◆ Assignment: Beneath this line is the data. Output exactly the lines from the line with "simply matches nothing." to the line with "to stage (candidate", both ends included, and nothing more.

◆ Supplied material:
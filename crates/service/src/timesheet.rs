//! Timesheet batch operations: create, revise, delete, summarize.
//!
//! Every mutating operation is validate-then-apply: all reads and checks
//! run first, then the changes are staged and committed once. The first
//! failing check aborts the call with nothing staged.
//!
//! The store passed in must have nothing staged yet: the commit result is
//! read back as this call's own changes.

use std::collections::{BTreeSet, HashMap};
use std::sync::Arc;

use timekeep_core::error::CoreError;
use timekeep_core::models::TimesheetEntry;
use timekeep_core::references::ReferenceSet;
use timekeep_core::store::EntityStore;
use timekeep_core::timesheet::{
    self, validate_row, TimesheetRequest, TimesheetSummary, TimesheetUpdateRequest, TimesheetView,
};
use timekeep_core::types::{DbId, WorkDate};
use timekeep_events::{DomainEvent, EventBus};

use crate::validation::{
    complete_projects, ensure_nothing_staged, ensure_user_exists, load_references,
};

pub struct TimesheetService {
    events: Arc<EventBus>,
}

impl TimesheetService {
    pub fn new(events: Arc<EventBus>) -> Self {
        Self { events }
    }

    // -----------------------------------------------------------------------
    // Create
    // -----------------------------------------------------------------------

    /// Create one entry per row, all booked for `user_id` on `work_date`.
    ///
    /// Returns the created entries in input order, each with the client of
    /// its own project.
    pub async fn create_batch<S>(
        &self,
        store: &mut S,
        user_id: DbId,
        work_date: WorkDate,
        rows: Vec<TimesheetRequest>,
    ) -> Result<Vec<TimesheetView>, CoreError>
    where
        S: EntityStore + ?Sized,
    {
        ensure_nothing_staged(store)?;
        let checked = check_create(store, user_id, &rows).await;
        let client_ids = match checked {
            Ok(ids) => ids,
            Err(err) => return Err(rejected("create", user_id, err)),
        };

        let new_entries = rows
            .into_iter()
            .map(|row| row.into_new_entry(user_id, work_date))
            .collect();
        store.stage_insert(new_entries);
        let receipt = store.commit().await?;

        let views: Vec<TimesheetView> = receipt
            .inserted
            .iter()
            .zip(client_ids)
            .map(|(entry, client_id)| TimesheetView::new(entry, client_id))
            .collect();

        tracing::info!(user_id, %work_date, count = views.len(), "Timesheet batch created");
        self.events.publish(DomainEvent::TimesheetBatchCreated {
            user_id,
            work_date,
            timesheet_ids: views.iter().map(|v| v.id).collect(),
        });

        Ok(views)
    }

    // -----------------------------------------------------------------------
    // Update
    // -----------------------------------------------------------------------

    /// Revise existing entries of `user_id` dated within `[start, end]`.
    ///
    /// Each update targets a candidate by id. Never creates entries. Returns
    /// the whole candidate set ordered by date then id, revised or not.
    pub async fn update_batch<S>(
        &self,
        store: &mut S,
        user_id: DbId,
        start: WorkDate,
        end: WorkDate,
        updates: Vec<TimesheetUpdateRequest>,
    ) -> Result<Vec<TimesheetView>, CoreError>
    where
        S: EntityStore + ?Sized,
    {
        ensure_nothing_staged(store)?;
        let checked = check_update(store, user_id, start, end, &updates).await;
        let (candidate_count, revised, views) = match checked {
            Ok(checked) => checked,
            Err(err) => return Err(rejected("update", user_id, err)),
        };

        let timesheet_ids: Vec<DbId> = revised.iter().map(|e| e.id).collect();
        store.stage_update(revised);
        let receipt = store.commit().await?;

        tracing::info!(
            user_id,
            candidates = candidate_count,
            updated = receipt.affected,
            "Timesheet batch updated"
        );
        self.events.publish(DomainEvent::TimesheetBatchUpdated {
            user_id,
            start,
            end,
            timesheet_ids,
        });

        Ok(views)
    }

    // -----------------------------------------------------------------------
    // Delete
    // -----------------------------------------------------------------------

    pub async fn delete<S>(&self, store: &mut S, id: DbId) -> Result<(), CoreError>
    where
        S: EntityStore + ?Sized,
    {
        ensure_nothing_staged(store)?;
        let entry = store
            .entry_by_id(id)
            .await?
            .ok_or(CoreError::not_found("timesheet", id))?;
        let user_id = entry.user_id;

        store.stage_delete(entry);
        store.commit().await?;

        tracing::info!(timesheet_id = id, user_id, "Timesheet deleted");
        self.events.publish(DomainEvent::TimesheetDeleted {
            timesheet_id: id,
            user_id,
        });
        Ok(())
    }

    // -----------------------------------------------------------------------
    // Summary
    // -----------------------------------------------------------------------

    /// Per-day totals and status for `user_id` over `[start, end]`.
    ///
    /// A reversed range is not an error; it simply matches nothing.
    pub async fn summarize<S>(
        &self,
        store: &mut S,
        user_id: DbId,
        start: WorkDate,
        end: WorkDate,
    ) -> Result<TimesheetSummary, CoreError>
    where
        S: EntityStore + ?Sized,
    {
        ensure_user_exists(store, user_id).await?;

        let entries = store.entries_in_range(user_id, start, end).await?;
        tracing::debug!(user_id, %start, %end, entries = entries.len(), "Loaded entries for summary");

        let mut refs = ReferenceSet::default();
        complete_projects(store, &mut refs, entries.iter().map(|e| e.project_id)).await?;
        timesheet::summarize(&entries, &refs)
    }
}

// ---------------------------------------------------------------------------
// Checks
// ---------------------------------------------------------------------------

/// Validate a create batch and return the client id of each row.
async fn check_create<S>(
    store: &mut S,
    user_id: DbId,
    rows: &[TimesheetRequest],
) -> Result<Vec<DbId>, CoreError>
where
    S: EntityStore + ?Sized,
{
    ensure_user_exists(store, user_id).await?;
    if rows.is_empty() {
        return Err(CoreError::Validation("Timesheet batch must not be empty".into()));
    }

    let refs = load_references(
        store,
        rows.iter().map(|r| r.project_id),
        rows.iter().map(|r| r.category_id),
    )
    .await?;

    rows.iter()
        .map(|row| {
            let resolved = refs.resolve(row.project_id, row.category_id)?;
            validate_row(row.hours_worked, row.overtime, &row.description)?;
            Ok(resolved.client_id)
        })
        .collect()
}

/// Validate an update batch against the candidate set.
///
/// Returns the candidate count, the revised entries to stage (candidate
/// order, each once), and views of every candidate after revision.
async fn check_update<S>(
    store: &mut S,
    user_id: DbId,
    start: WorkDate,
    end: WorkDate,
    updates: &[TimesheetUpdateRequest],
) -> Result<(usize, Vec<TimesheetEntry>, Vec<TimesheetView>), CoreError>
where
    S: EntityStore + ?Sized,
{
    ensure_user_exists(store, user_id).await?;
    if updates.is_empty() {
        return Err(CoreError::Validation("Timesheet batch must not be empty".into()));
    }

    let mut candidates = store.entries_in_range(user_id, start, end).await?;
    candidates.sort_by_key(|e| (e.work_date, e.id));
    tracing::debug!(user_id, %start, %end, candidates = candidates.len(), "Loaded update candidates");

    let mut refs = load_references(
        store,
        updates.iter().map(|u| u.project_id),
        updates.iter().map(|u| u.category_id),
    )
    .await?;

    let positions: HashMap<DbId, usize> = candidates
        .iter()
        .enumerate()
        .map(|(pos, e)| (e.id, pos))
        .collect();
    let mut touched = BTreeSet::new();

    for update in updates {
        refs.resolve(update.project_id, update.category_id)?;
        let pos = *positions
            .get(&update.id)
            .ok_or(CoreError::not_found("timesheet", update.id))?;
        validate_row(update.hours_worked, update.overtime, &update.description)?;
        update.apply_to(&mut candidates[pos]);
        touched.insert(pos);
    }

    // Untouched candidates may sit on projects the updates never named.
    complete_projects(store, &mut refs, candidates.iter().map(|e| e.project_id)).await?;
    let views = timesheet::views_for(&candidates, &refs)?;

    let count = candidates.len();
    let revised = touched.into_iter().map(|pos| candidates[pos].clone()).collect();
    Ok((count, revised, views))
}

/// Log why the batch was refused. Checks never stage, so there is
/// nothing to roll back.
fn rejected(operation: &'static str, user_id: DbId, err: CoreError) -> CoreError {
    tracing::warn!(operation, user_id, error = %err, "Timesheet batch rejected");
    err
}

◆ Answer for the task:
    /// A reversed range is not an error; it simply matches nothing.
    pub async fn summarize<S>(
        &self,
        store: &mut S,
        user_id: DbId,
        start: WorkDate,
        end: WorkDate,
    ) -> Result<TimesheetSummary, CoreError>
    where
        S: EntityStore + ?Sized,
    {
        ensure_user_exists(store, user_id).await?;

        let entries = store.entries_in_range(user_id, start, end).await?;
        tracing::debug!(user_id, %start, %end, entries = entries.len(), "Loaded entries for summary");

        let mut refs = ReferenceSet::default();
        complete_projects(store, &mut refs, entries.iter().map(|e| e.project_id)).await?;
        timesheet::summarize(&entries, &refs)
    }
}

// ---------------------------------------------------------------------------
// Checks
// ---------------------------------------------------------------------------

/// Validate a create batch and return the client id of each row.
async fn check_create<S>(
    store: &mut S,
    user_id: DbId,
    rows: &[TimesheetRequest],
) -> Result<Vec<DbId>, CoreError>
where
    S: EntityStore + ?Sized,
{
    ensure_user_exists(store, user_id).await?;
    if rows.is_empty() {
        return Err(CoreError::Validation("Timesheet batch must not be empty".into()));
    }

    let refs = load_references(
        store,
        rows.iter().map(|r| r.project_id),
        rows.iter().map(|r| r.category_id),
    )
    .await?;

    rows.iter()
        .map(|row| {
            let resolved = refs.resolve(row.project_id, row.category_id)?;
            validate_row(row.hours_worked, row.overtime, &row.description)?;
            Ok(resolved.client_id)
        })
        .collect()
}

/// Validate an update batch against the candidate set.
///
/// Returns the candidate count, the revised entries to stage (candidate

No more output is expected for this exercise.